Based in 1968, the Parti Québécois emerged out of the Quiet Revolution and the rising help for Quebec sovereignty. It was initially a celebration of the left, combining social democracy with cultural nationalism. André Bernard outlines how “through the time of its first mandate, from 1976 to 1981, the PQ authorities adopted typical practices that different social-democratic maintained throughout that very same period.” Moreover, Bernard notes, “most PQ members through the seventies known as themselves social-democrats. René Lévesque, their chief, typically outlined himself as such and supported social-democratic resolutions.” [2] The PQ’s first electoral victory in 1976 marked the start of a authorities that emphasised francophone empowerment but additionally advocated progressive measures akin to the mixing of newcomers. As Martin Pâquet explains, PQ insurance policies within the Seventies have been grounded within the concept of “Autant de façons d’être Québécois” (Some ways to be Quebecois) — a pluralist ideology that acknowledged various cultural contributions inside a typical nationwide identification.[3] Immigration quickly diversified below the PQ: by 1980, immigrants from the Maghreb, Latin America, and Southeast Asia made up 53% of Quebec’s immigration consumption, in comparison with 27% in 1973.[4] This elevated acceptance of allophone immigrants mirrored a deliberate coverage of openness in early PQ coverage. Below the PQ within the 70’s there was a way more even enjoying discipline for all potential immigrants, francophones and allophones alike. Gérald Godin, former PQ Minister of Immigration (and, apparently, October Disaster detainee), embodied this inclusive imaginative and prescient. He hoped Quebec would turn into “ a worldwide mannequin, a homeland the place a brotherhood between various peoples may have been achieved.”[5] Godin’s efforts to regularize the standing of 10,000 undocumented Haitians in 1981 (regardless of pressures from the federal authorities) additional confirmed this progressive stance.[6]

Gérald Godin, 1969. Bibliothèque et Archives nationales du Québec.

Nonetheless, the PQ’s method to immigrant and allophone communities started to shift following the failed 1995 sovereignty referendum. In his concession speech, Premier Jacques Parizeau blamed the loss on “cash and ethnic votes,”[7] a press release that despatched shockwaves via Quebec society.

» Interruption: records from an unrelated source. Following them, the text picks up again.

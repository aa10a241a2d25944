// f90nmlrs/src/fortran_types/mod.rs

//! Fortran data types and their Rust representations.

pub mod conversion;
pub mod formatting;
pub mod parsing;
pub mod value;

#[cfg(test)]
mod tests;

pub use formatting::FormatOptions;
pub use parsing::{
    looks_like_integer, parse_character, parse_complex, parse_fortran_value, parse_integer,
    parse_logical, parse_real,
};
pub use value::FortranValue;
// f90nmlrs/src/scanner/mod.rs

//! Lexical scanner for Fortran namelist files.
//!
//! The lexer emits every token including whitespace and comments; the
//! [`scan`] helper drops those for parsing.

pub mod lexer;
pub mod token;

pub use lexer::Lexer;
pub use token::{Token, TokenType};

use crate::error::Result;

/// Scan a string into tokens, dropping whitespace and comments.
pub fn scan(input: &str) -> Result<Vec<Token>> {
    let mut tokens = Lexer::new(input).tokenize()?;
    tokens.retain(|t| !matches!(t.token_type, TokenType::Whitespace | TokenType::Comment));
    Ok(tokens)
}

/// Scan a string preserving all tokens including whitespace and comments.
pub fn scan_with_whitespace(input: &str) -> Result<Vec<Token>> {
    Lexer::new(input).tokenize()
}

#[cfg(test)]
mod tests {
    use super::*;

    fn types(input: &str) -> Vec<TokenType> {
        scan(input).unwrap().into_iter().map(|t| t.token_type).collect()
    }

    #[test]
    fn test_scan_simple_namelist() {
        assert_eq!(
            types("&data_nml x=1 y=2.0 z=.true. /"),
            vec![
                TokenType::GroupStart,
                TokenType::Identifier,
                TokenType::Identifier,
                TokenType::Assign,
                TokenType::Integer,
                TokenType::Identifier,
                TokenType::Assign,
                TokenType::Real,
                TokenType::Identifier,
                TokenType::Assign,
                TokenType::Logical,
                TokenType::GroupEnd,
                TokenType::Eof,
            ]
        );
    }

    #[test]
    fn test_scan_numbers() {
        let tokens = scan("42 3.14 1.23e4 1.23d-5 2_real64 -7 +.5 4184.d0").unwrap();
        let pairs: Vec<_> = tokens
            .iter()
            .map(|t| (t.token_type, t.lexeme.as_str()))
            .collect();
        assert_eq!(
            pairs,
            vec![
                (TokenType::Integer, "42"),
                (TokenType::Real, "3.14"),
                (TokenType::Real, "1.23e4"),
                (TokenType::Real, "1.23d-5"),
                (TokenType::Integer, "2_real64"),
                (TokenType::Integer, "-7"),
                (TokenType::Real, "+.5"),
                (TokenType::Real, "4184.d0"),
                (TokenType::Eof, ""),
            ]
        );
    }

    #[test]
    fn test_scan_repeat_and_complex() {
        assert_eq!(
            types("3*1.0 (1.0, -2.0)"),
            vec![
                TokenType::Integer,
                TokenType::Star,
                TokenType::Real,
                TokenType::LeftParen,
                TokenType::Real,
                TokenType::Comma,
                TokenType::Real,
                TokenType::RightParen,
                TokenType::Eof,
            ]
        );
    }

    #[test]
    fn test_scan_strings() {
        let tokens = scan(r#"'hello' "world" 'don''t'"#).unwrap();
        assert_eq!(tokens[0].lexeme, "'hello'");
        assert_eq!(tokens[1].lexeme, "\"world\"");
        assert_eq!(tokens[2].lexeme, "'don''t'");
        assert!(tokens[..3].iter().all(|t| t.token_type == TokenType::String));
    }

    #[test]
    fn test_string_may_span_lines() {
        let tokens = scan("x = 'line1\nline2' y = 2").unwrap();
        assert_eq!(tokens[2].lexeme, "'line1\nline2'");
        assert_eq!(tokens[2].token_type, TokenType::String);
        assert_eq!(tokens[3].line, 2);
    }

    #[test]
    fn test_unterminated_string_is_error() {
        assert!(scan("x = 'oops\n/").is_err());
    }

    #[test]
    fn test_scan_logicals() {
        let tokens = scan(".true. .false. .T. .F.").unwrap();
        assert!(tokens[..4].iter().all(|t| t.token_type == TokenType::Logical));
    }

    #[test]
    fn test_scan_derived_type_target() {
        assert_eq!(
            types("a(2)%b = 1"),
            vec![
                TokenType::Identifier,
                TokenType::LeftParen,
                TokenType::Integer,
                TokenType::RightParen,
                TokenType::Percent,
                TokenType::Identifier,
                TokenType::Assign,
                TokenType::Integer,
                TokenType::Eof,
            ]
        );
    }

    #[test]
    fn test_scan_comments_preserved_on_request() {
        let tokens = scan_with_whitespace("x=1 ! This is a comment\ny=2").unwrap();
        let comment = tokens
            .iter()
            .find(|t| t.token_type == TokenType::Comment)
            .expect("Should find comment token");
        assert_eq!(comment.lexeme, "! This is a comment");
        assert!(scan("x=1 ! c").unwrap().iter().all(|t| t.token_type != TokenType::Comment));
    }

    #[test]
    fn test_line_column_tracking() {
        let tokens = scan("x=1\n  y=2").unwrap();
        assert_eq!((tokens[0].line, tokens[0].column), (1, 1));
        let y = tokens.iter().find(|t| t.lexeme == "y").unwrap();
        assert_eq!((y.line, y.column), (2, 3));
    }
}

By drawing a transparent line between “actual” Quebecers and immigrants, Parizeau blurred the strains on the inclusive nature of the PQ’s sovereignty mission. This watershed second marked a brand new tack for the PQ on the immigration query, a shift that might assist open the door for a brand new participant on the Quebec left. This shift crystallized throughout Pauline Marois’ PQ authorities (2012–2014). Whereas general immigration was rising in Quebec, the one main dip throughout that interval occurred below Marois, falling from 55,000 to 49,000 immigrants yearly. This drop in immigration may be attributed to adjustments within the Quebec Expert Employee Program (QSWP). Marois’ authorities elevated the burden of French proficiency within the choice course of, allocating as much as 22 factors for language abilities, with a heavy emphasis on superior French.[8] Whereas framed as cultural safety, the impact was to display screen out non-francophone candidates, successfully utilizing francization as a instrument of exclusion somewhat than inclusion, like within the 70’s.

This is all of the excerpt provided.